* [Assignment]: Look for "FileStorage" in each line of the entries, and return the matching lines.

* [Material for the task]:
--- START ---

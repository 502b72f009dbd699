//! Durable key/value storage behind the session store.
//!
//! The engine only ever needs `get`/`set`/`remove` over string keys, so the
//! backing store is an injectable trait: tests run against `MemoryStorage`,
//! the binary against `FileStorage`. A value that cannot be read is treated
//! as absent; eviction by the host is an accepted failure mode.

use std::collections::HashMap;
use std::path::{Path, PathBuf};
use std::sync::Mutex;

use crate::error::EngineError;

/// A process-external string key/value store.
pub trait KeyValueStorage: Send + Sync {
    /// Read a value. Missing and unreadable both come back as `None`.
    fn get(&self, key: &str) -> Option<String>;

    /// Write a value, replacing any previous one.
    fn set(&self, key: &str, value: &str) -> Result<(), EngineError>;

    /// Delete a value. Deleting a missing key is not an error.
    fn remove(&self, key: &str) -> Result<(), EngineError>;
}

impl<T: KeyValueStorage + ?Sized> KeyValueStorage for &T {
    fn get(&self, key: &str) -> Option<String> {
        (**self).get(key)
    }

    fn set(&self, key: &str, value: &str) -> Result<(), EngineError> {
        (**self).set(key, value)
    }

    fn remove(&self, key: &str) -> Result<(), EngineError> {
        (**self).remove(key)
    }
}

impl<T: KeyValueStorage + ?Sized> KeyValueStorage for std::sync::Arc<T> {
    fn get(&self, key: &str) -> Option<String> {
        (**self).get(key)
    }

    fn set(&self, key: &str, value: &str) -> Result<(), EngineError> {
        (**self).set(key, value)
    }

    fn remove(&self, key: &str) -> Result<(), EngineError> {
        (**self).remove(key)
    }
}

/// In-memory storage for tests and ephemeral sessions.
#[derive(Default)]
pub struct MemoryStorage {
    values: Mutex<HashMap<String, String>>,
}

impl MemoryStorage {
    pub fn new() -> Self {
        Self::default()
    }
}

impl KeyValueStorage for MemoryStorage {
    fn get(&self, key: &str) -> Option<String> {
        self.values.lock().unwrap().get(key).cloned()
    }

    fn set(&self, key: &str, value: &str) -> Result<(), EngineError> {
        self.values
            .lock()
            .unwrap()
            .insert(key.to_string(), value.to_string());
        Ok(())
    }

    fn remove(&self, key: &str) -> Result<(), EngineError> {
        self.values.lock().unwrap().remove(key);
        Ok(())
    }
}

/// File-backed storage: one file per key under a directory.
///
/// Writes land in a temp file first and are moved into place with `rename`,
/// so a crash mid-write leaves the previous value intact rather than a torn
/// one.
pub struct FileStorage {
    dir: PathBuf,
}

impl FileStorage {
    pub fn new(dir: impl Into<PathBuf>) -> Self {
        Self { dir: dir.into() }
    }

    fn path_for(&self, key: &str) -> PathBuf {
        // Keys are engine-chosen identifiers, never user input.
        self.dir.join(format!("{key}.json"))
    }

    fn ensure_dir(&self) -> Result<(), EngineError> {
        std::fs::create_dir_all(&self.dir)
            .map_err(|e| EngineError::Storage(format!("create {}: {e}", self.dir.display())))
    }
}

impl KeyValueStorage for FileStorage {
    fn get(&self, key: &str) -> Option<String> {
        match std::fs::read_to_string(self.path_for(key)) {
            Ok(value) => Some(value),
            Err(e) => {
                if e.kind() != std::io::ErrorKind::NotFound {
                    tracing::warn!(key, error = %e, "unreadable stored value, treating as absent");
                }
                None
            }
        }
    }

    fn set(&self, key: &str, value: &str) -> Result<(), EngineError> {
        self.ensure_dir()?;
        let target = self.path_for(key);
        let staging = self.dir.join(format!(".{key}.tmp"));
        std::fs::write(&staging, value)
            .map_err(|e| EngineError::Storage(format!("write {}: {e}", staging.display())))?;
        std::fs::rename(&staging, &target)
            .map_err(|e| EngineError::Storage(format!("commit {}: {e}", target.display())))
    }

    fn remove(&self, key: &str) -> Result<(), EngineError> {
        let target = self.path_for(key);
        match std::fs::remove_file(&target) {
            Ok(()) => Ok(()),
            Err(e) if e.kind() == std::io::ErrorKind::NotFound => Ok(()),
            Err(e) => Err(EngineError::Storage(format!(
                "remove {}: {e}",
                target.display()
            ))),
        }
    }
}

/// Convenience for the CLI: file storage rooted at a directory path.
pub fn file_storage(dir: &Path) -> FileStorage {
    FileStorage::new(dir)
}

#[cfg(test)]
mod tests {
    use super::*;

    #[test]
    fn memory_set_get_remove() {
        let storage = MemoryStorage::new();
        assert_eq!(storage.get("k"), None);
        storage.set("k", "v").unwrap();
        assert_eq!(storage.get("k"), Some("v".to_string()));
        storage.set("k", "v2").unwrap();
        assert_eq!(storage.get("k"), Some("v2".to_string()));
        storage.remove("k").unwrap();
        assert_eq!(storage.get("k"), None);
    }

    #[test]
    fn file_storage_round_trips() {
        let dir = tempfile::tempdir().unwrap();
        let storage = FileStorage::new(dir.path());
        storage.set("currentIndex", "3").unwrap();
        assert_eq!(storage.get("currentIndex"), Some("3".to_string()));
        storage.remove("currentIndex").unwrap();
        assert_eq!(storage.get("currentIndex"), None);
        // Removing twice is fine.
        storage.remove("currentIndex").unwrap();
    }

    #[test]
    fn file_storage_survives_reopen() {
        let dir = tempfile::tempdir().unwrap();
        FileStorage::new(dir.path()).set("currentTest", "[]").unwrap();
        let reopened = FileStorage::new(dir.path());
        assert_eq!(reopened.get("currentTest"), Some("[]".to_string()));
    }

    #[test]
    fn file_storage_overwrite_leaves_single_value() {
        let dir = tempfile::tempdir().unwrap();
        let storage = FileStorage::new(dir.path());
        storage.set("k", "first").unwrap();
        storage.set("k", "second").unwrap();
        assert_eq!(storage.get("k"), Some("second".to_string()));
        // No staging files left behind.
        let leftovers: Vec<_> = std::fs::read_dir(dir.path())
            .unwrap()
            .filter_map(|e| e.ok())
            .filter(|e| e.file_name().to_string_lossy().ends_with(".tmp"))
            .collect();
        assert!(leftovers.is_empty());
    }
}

--- END ---
--- START ---

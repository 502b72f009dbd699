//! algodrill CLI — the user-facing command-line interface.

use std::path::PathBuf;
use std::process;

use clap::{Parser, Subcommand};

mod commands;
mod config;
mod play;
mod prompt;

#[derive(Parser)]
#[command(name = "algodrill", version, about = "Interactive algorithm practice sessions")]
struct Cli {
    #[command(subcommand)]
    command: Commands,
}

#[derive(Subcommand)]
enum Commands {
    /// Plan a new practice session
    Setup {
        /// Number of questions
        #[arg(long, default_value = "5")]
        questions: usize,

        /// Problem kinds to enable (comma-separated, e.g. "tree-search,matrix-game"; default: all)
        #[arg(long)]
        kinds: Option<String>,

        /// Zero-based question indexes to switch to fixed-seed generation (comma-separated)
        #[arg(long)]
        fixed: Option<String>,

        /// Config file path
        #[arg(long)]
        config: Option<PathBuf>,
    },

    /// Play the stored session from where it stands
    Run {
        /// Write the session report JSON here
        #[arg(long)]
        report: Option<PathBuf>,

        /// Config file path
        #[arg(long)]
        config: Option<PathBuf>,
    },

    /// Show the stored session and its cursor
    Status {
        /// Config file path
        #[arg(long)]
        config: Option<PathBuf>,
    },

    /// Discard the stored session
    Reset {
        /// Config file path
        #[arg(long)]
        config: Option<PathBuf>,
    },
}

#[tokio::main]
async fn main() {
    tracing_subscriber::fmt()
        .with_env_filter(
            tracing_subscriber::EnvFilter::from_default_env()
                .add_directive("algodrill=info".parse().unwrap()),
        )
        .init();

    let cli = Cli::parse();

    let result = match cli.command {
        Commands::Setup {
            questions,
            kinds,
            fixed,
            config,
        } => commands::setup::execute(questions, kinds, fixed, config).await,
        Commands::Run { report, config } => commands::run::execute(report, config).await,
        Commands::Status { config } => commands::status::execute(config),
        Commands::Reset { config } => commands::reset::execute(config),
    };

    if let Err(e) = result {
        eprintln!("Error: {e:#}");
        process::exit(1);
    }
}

--- END ---

* [Task output]:
//! the binary against `FileStorage`. A value that cannot be read is treated
pub struct FileStorage {
impl FileStorage {
impl KeyValueStorage for FileStorage {
pub fn file_storage(dir: &Path) -> FileStorage {
    FileStorage::new(dir)
        let storage = FileStorage::new(dir.path());
        FileStorage::new(dir.path()).set("currentTest", "[]").unwrap();
        let reopened = FileStorage::new(dir.path());
        let storage = FileStorage::new(dir.path());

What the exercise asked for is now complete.